Task item:
Pull every line with the word "Platform" out of the entries below.
——————
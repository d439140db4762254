//! File access for INI stores.
//!
//! The store never touches `std::fs` directly. It goes through the
//! [`FileSystem`] trait, which exposes the three primitives an INI store
//! needs: check existence, read the whole file as text, write the whole text
//! back. [`LocalFs`] is the real implementation; tests substitute a recording
//! one to observe exactly when the store decides to write.
//!
//! # Locations
//!
//! [`resolve_location`] maps a [`Location`] to a concrete directory:
//!
//! - `Platform` — the OS config directory for `app_name`, via `directories`.
//! - `Home(subdir)` — `subdir` under the user's home directory.
//! - `Cwd` — the current working directory.
//! - `Path(dir)` — `dir` as given.
//!
//! Resolution returns `None` when the directory cannot be determined (no home
//! directory, unreadable CWD).

use std::io;
use std::path::{Path, PathBuf};

use crate::types::Location;

/// The file primitives an INI store is built on.
///
/// Implementations must be shareable across threads since a synchronized
/// store may be used from several of them.
pub trait FileSystem: Send + Sync {
    /// Whether `path` exists.
    fn exists(&self, path: &Path) -> bool;

    /// Read the entire file as UTF-8 text.
    fn read_to_string(&self, path: &Path) -> io::Result<String>;

    /// Replace the entire file with `contents`.
    fn write(&self, path: &Path, contents: &str) -> io::Result<()>;
}

/// [`FileSystem`] backed by `std::fs`.
///
/// Writes create missing parent directories first.
#[derive(Debug, Clone, Copy, Default)]
pub struct LocalFs;

impl FileSystem for LocalFs {
    fn exists(&self, path: &Path) -> bool {
        path.exists()
    }

    fn read_to_string(&self, path: &Path) -> io::Result<String> {
        std::fs::read_to_string(path)
    }

    fn write(&self, path: &Path, contents: &str) -> io::Result<()> {
        if let Some(parent) = path.parent()
            && !parent.as_os_str().is_empty()
        {
            std::fs::create_dir_all(parent)?;
        }
        std::fs::write(path, contents)
    }
}

/// Resolve a [`Location`] to a concrete directory.
///
/// `app_name` is used by `Location::Platform` to construct the platform-specific
/// config directory (e.g. `~/.config/{app_name}/` on Linux).
pub fn resolve_location(location: &Location, app_name: &str) -> Option<PathBuf> {
    match location {
        Location::Platform => {
            let proj = directories::ProjectDirs::from("", "", app_name)?;
            Some(proj.config_dir().to_path_buf())
        }
        Location::Home(subdir) => {
            let user = directories::UserDirs::new()?;
            Some(user.home_dir().join(subdir))
        }
        Location::Cwd => std::env::current_dir().ok(),
        Location::Path(p) => Some(p.clone()),
    }
}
——————
Answer to this task:
//! - `Platform` — the OS config directory for `app_name`, via `directories`.
/// `app_name` is used by `Location::Platform` to construct the platform-specific
        Location::Platform => {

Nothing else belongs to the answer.